WHAT IS REQUIRED: From the entries below, reproduce exactly the line containing "filename crates/sheetsync-providers/src/http.rs", the line containing "with every request.", and every line in between, with nothing added.

(Beginning of SOURCE DATA)

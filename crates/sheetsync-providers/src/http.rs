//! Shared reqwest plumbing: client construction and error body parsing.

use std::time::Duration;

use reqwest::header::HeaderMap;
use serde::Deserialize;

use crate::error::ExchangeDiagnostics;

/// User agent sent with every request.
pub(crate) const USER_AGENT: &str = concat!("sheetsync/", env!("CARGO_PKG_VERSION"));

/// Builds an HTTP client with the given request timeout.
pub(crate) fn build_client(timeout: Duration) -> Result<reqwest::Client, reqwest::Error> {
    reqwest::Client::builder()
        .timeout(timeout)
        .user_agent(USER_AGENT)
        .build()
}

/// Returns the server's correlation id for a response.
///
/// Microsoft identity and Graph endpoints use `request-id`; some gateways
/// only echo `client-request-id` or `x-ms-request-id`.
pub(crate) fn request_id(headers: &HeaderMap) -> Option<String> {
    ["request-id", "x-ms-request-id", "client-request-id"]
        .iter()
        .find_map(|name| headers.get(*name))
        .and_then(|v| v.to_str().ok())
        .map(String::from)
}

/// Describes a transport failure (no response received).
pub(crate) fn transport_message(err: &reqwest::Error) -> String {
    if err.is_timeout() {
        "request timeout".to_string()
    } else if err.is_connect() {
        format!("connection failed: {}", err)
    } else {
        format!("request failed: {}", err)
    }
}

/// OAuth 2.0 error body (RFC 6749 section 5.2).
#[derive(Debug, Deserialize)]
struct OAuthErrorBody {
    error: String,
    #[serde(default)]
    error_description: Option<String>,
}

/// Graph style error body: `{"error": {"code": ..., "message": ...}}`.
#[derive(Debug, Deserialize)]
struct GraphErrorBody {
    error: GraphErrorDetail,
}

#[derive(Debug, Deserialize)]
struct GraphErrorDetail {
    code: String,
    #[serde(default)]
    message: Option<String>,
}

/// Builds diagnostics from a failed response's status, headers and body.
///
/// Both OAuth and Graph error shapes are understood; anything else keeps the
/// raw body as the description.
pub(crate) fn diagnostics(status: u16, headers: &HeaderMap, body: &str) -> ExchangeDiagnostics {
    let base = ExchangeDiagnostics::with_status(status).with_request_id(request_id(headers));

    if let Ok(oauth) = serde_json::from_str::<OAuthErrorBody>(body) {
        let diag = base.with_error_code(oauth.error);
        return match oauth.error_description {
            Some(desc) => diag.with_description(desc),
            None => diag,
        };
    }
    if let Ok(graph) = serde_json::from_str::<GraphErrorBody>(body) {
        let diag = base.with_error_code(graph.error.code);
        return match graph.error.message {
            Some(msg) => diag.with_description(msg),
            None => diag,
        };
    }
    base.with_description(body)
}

(End of SOURCE DATA)
(Beginning of SOURCE DATA)

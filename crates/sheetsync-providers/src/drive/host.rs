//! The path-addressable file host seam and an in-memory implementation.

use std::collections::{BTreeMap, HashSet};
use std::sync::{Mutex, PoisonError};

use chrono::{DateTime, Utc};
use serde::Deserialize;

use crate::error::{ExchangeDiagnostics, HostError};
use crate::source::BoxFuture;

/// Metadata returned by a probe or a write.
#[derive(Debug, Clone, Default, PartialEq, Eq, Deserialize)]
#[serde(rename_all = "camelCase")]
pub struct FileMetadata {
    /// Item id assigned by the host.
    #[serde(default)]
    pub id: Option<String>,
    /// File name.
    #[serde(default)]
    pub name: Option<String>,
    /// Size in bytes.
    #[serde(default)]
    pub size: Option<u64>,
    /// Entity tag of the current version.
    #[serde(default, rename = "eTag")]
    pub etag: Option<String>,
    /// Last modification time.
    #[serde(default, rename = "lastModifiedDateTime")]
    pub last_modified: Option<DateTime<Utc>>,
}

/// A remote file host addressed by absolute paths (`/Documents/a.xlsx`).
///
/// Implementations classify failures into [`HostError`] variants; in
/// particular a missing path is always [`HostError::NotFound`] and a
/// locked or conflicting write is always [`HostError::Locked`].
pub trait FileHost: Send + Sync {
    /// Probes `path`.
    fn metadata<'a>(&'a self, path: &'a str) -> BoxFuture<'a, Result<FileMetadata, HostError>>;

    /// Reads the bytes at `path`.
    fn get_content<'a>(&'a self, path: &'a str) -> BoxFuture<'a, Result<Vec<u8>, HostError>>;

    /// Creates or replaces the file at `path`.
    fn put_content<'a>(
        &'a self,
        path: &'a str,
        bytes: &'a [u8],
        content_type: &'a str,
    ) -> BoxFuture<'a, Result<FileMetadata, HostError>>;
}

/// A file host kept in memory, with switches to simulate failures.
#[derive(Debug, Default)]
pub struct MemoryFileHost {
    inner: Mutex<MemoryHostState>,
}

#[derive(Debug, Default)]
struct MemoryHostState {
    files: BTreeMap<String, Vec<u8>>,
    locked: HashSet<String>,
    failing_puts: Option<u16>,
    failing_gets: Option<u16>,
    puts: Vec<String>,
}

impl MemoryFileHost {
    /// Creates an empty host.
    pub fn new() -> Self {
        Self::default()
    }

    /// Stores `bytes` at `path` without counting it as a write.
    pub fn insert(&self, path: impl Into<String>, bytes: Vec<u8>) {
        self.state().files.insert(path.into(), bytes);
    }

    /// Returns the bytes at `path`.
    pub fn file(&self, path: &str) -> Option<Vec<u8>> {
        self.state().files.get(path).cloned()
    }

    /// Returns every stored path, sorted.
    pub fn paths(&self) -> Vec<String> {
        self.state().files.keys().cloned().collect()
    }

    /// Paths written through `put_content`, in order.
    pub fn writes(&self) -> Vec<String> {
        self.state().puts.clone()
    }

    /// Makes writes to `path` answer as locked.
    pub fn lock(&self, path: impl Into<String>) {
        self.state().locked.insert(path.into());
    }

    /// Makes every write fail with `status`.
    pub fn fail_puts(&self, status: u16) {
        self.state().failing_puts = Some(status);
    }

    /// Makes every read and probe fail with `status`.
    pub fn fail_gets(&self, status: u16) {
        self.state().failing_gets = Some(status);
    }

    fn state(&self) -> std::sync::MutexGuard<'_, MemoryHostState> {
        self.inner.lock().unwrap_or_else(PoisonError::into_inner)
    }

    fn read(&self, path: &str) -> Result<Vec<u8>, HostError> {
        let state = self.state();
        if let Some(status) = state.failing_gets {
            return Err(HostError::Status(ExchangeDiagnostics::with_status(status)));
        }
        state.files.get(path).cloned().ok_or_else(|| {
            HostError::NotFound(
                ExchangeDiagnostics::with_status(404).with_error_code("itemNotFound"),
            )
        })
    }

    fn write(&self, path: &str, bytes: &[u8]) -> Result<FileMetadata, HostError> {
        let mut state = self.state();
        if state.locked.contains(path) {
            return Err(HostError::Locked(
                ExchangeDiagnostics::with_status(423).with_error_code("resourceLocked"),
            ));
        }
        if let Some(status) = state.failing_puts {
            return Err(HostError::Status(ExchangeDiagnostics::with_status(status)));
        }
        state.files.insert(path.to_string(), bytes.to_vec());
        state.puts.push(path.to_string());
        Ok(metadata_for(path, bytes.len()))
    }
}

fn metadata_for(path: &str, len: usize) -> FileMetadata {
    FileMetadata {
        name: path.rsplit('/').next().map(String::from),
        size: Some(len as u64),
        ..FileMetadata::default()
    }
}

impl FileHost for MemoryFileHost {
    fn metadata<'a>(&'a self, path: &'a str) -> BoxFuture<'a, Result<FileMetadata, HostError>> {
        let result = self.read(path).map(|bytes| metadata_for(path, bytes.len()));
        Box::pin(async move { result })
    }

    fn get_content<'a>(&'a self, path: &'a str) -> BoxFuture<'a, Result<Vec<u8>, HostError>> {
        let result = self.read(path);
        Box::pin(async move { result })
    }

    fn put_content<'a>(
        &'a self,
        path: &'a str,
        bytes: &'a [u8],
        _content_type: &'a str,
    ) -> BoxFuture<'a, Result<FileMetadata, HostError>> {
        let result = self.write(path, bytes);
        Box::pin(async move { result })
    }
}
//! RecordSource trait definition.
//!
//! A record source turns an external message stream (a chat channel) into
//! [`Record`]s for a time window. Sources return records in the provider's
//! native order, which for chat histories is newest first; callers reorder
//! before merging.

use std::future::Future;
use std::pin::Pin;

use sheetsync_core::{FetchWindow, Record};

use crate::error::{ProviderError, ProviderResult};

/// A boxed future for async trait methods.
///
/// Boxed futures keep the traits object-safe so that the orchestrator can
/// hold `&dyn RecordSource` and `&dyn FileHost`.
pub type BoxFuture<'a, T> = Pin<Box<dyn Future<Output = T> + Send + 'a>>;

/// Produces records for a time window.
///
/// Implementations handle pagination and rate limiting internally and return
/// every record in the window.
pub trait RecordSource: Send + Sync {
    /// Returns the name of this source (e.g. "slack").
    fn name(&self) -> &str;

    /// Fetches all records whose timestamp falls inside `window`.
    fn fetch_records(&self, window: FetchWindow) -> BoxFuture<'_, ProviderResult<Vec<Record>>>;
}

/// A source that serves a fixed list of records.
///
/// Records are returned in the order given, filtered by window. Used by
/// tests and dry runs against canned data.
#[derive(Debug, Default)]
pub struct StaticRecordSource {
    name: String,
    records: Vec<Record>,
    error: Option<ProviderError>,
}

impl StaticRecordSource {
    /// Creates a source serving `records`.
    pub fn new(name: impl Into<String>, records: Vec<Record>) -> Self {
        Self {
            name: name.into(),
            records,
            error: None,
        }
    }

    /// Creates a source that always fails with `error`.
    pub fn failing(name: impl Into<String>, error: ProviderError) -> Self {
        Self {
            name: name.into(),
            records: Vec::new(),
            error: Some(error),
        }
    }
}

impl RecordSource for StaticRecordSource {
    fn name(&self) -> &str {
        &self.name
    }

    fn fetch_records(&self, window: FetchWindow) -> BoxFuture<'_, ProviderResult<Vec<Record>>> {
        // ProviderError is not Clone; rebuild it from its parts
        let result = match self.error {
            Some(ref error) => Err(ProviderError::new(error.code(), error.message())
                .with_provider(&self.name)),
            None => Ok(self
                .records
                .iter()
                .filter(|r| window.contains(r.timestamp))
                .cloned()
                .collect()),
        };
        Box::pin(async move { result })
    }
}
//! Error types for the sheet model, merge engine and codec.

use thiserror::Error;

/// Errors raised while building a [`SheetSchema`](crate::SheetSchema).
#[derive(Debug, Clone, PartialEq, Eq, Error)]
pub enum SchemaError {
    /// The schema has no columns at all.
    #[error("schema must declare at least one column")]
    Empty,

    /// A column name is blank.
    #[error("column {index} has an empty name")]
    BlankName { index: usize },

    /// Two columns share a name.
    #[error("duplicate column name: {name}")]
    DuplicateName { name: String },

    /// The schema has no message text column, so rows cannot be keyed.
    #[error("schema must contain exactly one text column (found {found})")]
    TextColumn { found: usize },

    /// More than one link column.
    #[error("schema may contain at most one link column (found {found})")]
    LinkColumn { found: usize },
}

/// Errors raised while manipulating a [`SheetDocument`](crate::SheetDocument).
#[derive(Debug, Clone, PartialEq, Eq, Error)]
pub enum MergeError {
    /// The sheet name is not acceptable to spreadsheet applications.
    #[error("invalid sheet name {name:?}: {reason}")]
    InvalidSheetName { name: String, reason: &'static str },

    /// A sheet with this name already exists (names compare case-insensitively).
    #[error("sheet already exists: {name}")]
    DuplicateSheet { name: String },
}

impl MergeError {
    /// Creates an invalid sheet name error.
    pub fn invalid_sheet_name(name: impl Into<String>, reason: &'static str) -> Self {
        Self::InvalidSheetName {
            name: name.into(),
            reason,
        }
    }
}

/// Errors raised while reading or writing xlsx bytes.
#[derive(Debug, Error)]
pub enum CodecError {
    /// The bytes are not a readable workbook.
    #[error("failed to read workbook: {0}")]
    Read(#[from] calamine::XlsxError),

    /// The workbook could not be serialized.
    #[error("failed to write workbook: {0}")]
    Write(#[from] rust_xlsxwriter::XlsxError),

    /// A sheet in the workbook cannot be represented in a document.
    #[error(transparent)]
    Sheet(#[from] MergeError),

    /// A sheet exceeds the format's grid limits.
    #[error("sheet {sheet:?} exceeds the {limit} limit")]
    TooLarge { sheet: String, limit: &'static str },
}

(End of SOURCE DATA)

SOLUTION TO THE PROBLEM:
filename crates/sheetsync-providers/src/http.rs
//! Shared reqwest plumbing: client construction and error body parsing.

use std::time::Duration;

use reqwest::header::HeaderMap;
use serde::Deserialize;

use crate::error::ExchangeDiagnostics;

/// User agent sent with every request.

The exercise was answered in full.